(MATERIAL FOR THIS EXERCISE)

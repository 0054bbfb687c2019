use anyhow::{Context, Result};
use rusqlite::Connection;

pub fn apply(conn: &Connection) -> Result<()> {
    conn.execute_batch(
        r#"
        CREATE TABLE IF NOT EXISTS kv_store (
            key TEXT PRIMARY KEY NOT NULL,
            value TEXT NOT NULL,
            updated_at INTEGER NOT NULL
        );

        CREATE TRIGGER IF NOT EXISTS kv_store_touch_updated AFTER UPDATE OF value ON kv_store
        BEGIN
            UPDATE kv_store SET updated_at = strftime('%s', 'now') WHERE key = new.key;
        END;
        "#,
    )
    .context("applying key-value schema")?;
    Ok(())
}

(End MATERIAL FOR THIS EXERCISE)

WORK TO BE COMPLETED:
Show every line in the entries above that contains the string "value".

EXERCISE RESPONSE:
            value TEXT NOT NULL,
        CREATE TRIGGER IF NOT EXISTS kv_store_touch_updated AFTER UPDATE OF value ON kv_store
    .context("applying key-value schema")?;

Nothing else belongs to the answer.